OUTCOMES MEASURED: The effect of vitamin D supplementation on reducing mortality in patients with cardiovascular disease will be measured. Mortality was measured by main cause of death from death registrations, Rankin scales, repeated contacts with the participants, contact with family physicians, regular review of medical records, and consultation of the respective registration office.

RESULTS: Two studies used in this review showed no significant improvement in vitamin D allocation in the reduction of mortality due to cardiovascular disease while one found clinical significance in the allocation of vitamin D. Avenell et al. and Zittermann et al.’s studies were not able to demonstrate an improvement in vascular mortality or all-cause mortality respectively with vitamin D supplementation. Gupta et al. reported a potential benefit in ischemic stroke survivors with vitamin D insufficiency or deficiency with the supplementation of vitamin D and calcium. This is the only RCT that did not separate calcium and vitamin D supplementation and instead combined both which showed a trend towards reduction in mortality.

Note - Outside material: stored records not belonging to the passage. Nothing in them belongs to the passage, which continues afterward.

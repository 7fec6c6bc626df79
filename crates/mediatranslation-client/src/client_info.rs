use tonic::metadata::{AsciiMetadataValue, MetadataMap};

use crate::error::{Error, Result};

pub const API_CLIENT_HEADER: &str = "x-goog-api-client";

/// Identifies this library to the service in request headers.
#[derive(Debug, Clone, PartialEq, Eq)]
pub struct ClientInfo {
    pub rust_version: String,
    pub grpc_version: String,
    pub gapic_version: String,
    pub client_library_version: Option<String>,
    pub user_agent: Option<String>,
}

impl Default for ClientInfo {
    fn default() -> Self {
        Self {
            rust_version: env!("CARGO_PKG_RUST_VERSION").to_string(),
            grpc_version: "tonic".to_string(),
            gapic_version: env!("CARGO_PKG_VERSION").to_string(),
            client_library_version: None,
            user_agent: None,
        }
    }
}

impl ClientInfo {
    #[must_use]
    pub fn with_user_agent(mut self, user_agent: impl Into<String>) -> Self {
        self.user_agent = Some(user_agent.into());
        self
    }

    /// The `x-goog-api-client` header value.
    #[must_use]
    pub fn to_user_agent(&self) -> String {
        let mut parts = Vec::new();
        if let Some(user_agent) = self.user_agent.as_deref().filter(|ua| !ua.is_empty()) {
            parts.push(user_agent.to_string());
        }
        if !self.rust_version.is_empty() {
            parts.push(format!("gl-rust/{}", self.rust_version));
        }
        if !self.grpc_version.is_empty() {
            parts.push(format!("grpc/{}", self.grpc_version));
        }
        if !self.gapic_version.is_empty() {
            parts.push(format!("gapic/{}", self.gapic_version));
        }
        if let Some(version) = self.client_library_version.as_deref().filter(|v| !v.is_empty()) {
            parts.push(format!("gccl/{version}"));
        }
        parts.join(" ")
    }

    pub fn apply(&self, metadata: &mut MetadataMap) -> Result<()> {
        let value = AsciiMetadataValue::try_from(self.to_user_agent())
            .map_err(|_| Error::InvalidMetadata(API_CLIENT_HEADER.to_string()))?;
        metadata.insert(API_CLIENT_HEADER, value);
        Ok(())
    }
}

#[cfg(test)]
mod tests {
    use super::*;

    #[test]
    fn default_header_mentions_library_versions() {
        let header = ClientInfo::default().to_user_agent();
        assert!(header.contains("grpc/tonic"));
        assert!(header.contains(&format!("gapic/{}", env!("CARGO_PKG_VERSION"))));
        assert!(!header.starts_with(' '));
    }

    #[test]
    fn empty_parts_are_skipped() {
        let info = ClientInfo {
            rust_version: String::new(),
            grpc_version: String::new(),
            gapic_version: "1.2.3".to_string(),
            client_library_version: Some("0.4.0".to_string()),
            user_agent: Some("my-app/1.0".to_string()),
        };
        assert_eq!(info.to_user_agent(), "my-app/1.0 gapic/1.2.3 gccl/0.4.0");
    }

    #[test]
    fn header_is_written_into_metadata() {
        let mut metadata = MetadataMap::new();
        ClientInfo::default()
            .with_user_agent("tester")
            .apply(&mut metadata)
            .unwrap();
        let value = metadata.get(API_CLIENT_HEADER).unwrap().to_str().unwrap();
        assert!(value.starts_with("tester gl-rust/"));
    }
}
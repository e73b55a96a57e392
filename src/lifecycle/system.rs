use crate::gateway::SharedGateway;
use crate::presentation::Prompt;
use crate::shell::{ShellActor, ShellClient, ShellContext, ShellError};
use std::sync::Arc;
use tokio::task::JoinHandle;
use tracing::{error, info};

const SHELL_BUFFER: usize = 32;

/// Owns the running shell task.
///
/// # Example
///
/// ```ignore
/// let gateway = Arc::new(HttpGateway::new("http://localhost:5000/api")?);
/// let system = EmpleadoSystem::start(gateway, Arc::new(TerminalPrompt::new(false))).await?;
///
/// let empleados = system.shell.empleados().await?;
/// system.shell.delete(EmpleadoId(7)).await?;
///
/// system.shutdown().await?;
/// ```
pub struct EmpleadoSystem {
    /// Client for the shell actor.
    pub shell: ShellClient,

    handle: JoinHandle<()>,
}

impl EmpleadoSystem {
    /// Spawns the shell with its dependencies injected. Nothing is fetched yet.
    pub fn new(gateway: SharedGateway, prompt: Arc<dyn Prompt>) -> Self {
        let (actor, shell) = ShellActor::new(SHELL_BUFFER);
        let handle = tokio::spawn(actor.run(ShellContext { gateway, prompt }));
        Self { shell, handle }
    }

    /// Spawns the shell and performs the initial collection load.
    pub async fn start(
        gateway: SharedGateway,
        prompt: Arc<dyn Prompt>,
    ) -> Result<Self, ShellError> {
        let system = Self::new(gateway, prompt);
        let empleados = system.shell.refresh().await?;
        info!(size = empleados.len(), "System started");
        Ok(system)
    }

    /// Drops the client and waits for the shell task to finish.
    ///
    /// Clones of [`EmpleadoSystem::shell`] held elsewhere keep the task alive,
    /// so this only returns once they are gone too.
    pub async fn shutdown(self) -> Result<(), ShellError> {
        info!("Shutting down system...");
        drop(self.shell);

        if let Err(e) = self.handle.await {
            error!("Shell task failed: {:?}", e);
            return Err(ShellError::TaskFailed(e.to_string()));
        }

        info!("System shutdown complete.");
        Ok(())
    }
}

CONCLUSIONS: The results of these studies showed no significant improvement in vitamin D allocation alone to reducing cardiovascular death. Although Gupta et al. reported a statistically significant lower mortality rate in the treatment arm compared to the placebo, it did not separate vitamin D allocation from calcium therefore we cannot assume that vitamin D supplementation alone reduced death from cardiovascular disease. Future studies should be conducted when vitamin D supplementation is given before a major cardiovascular event such as a stroke or heart failure.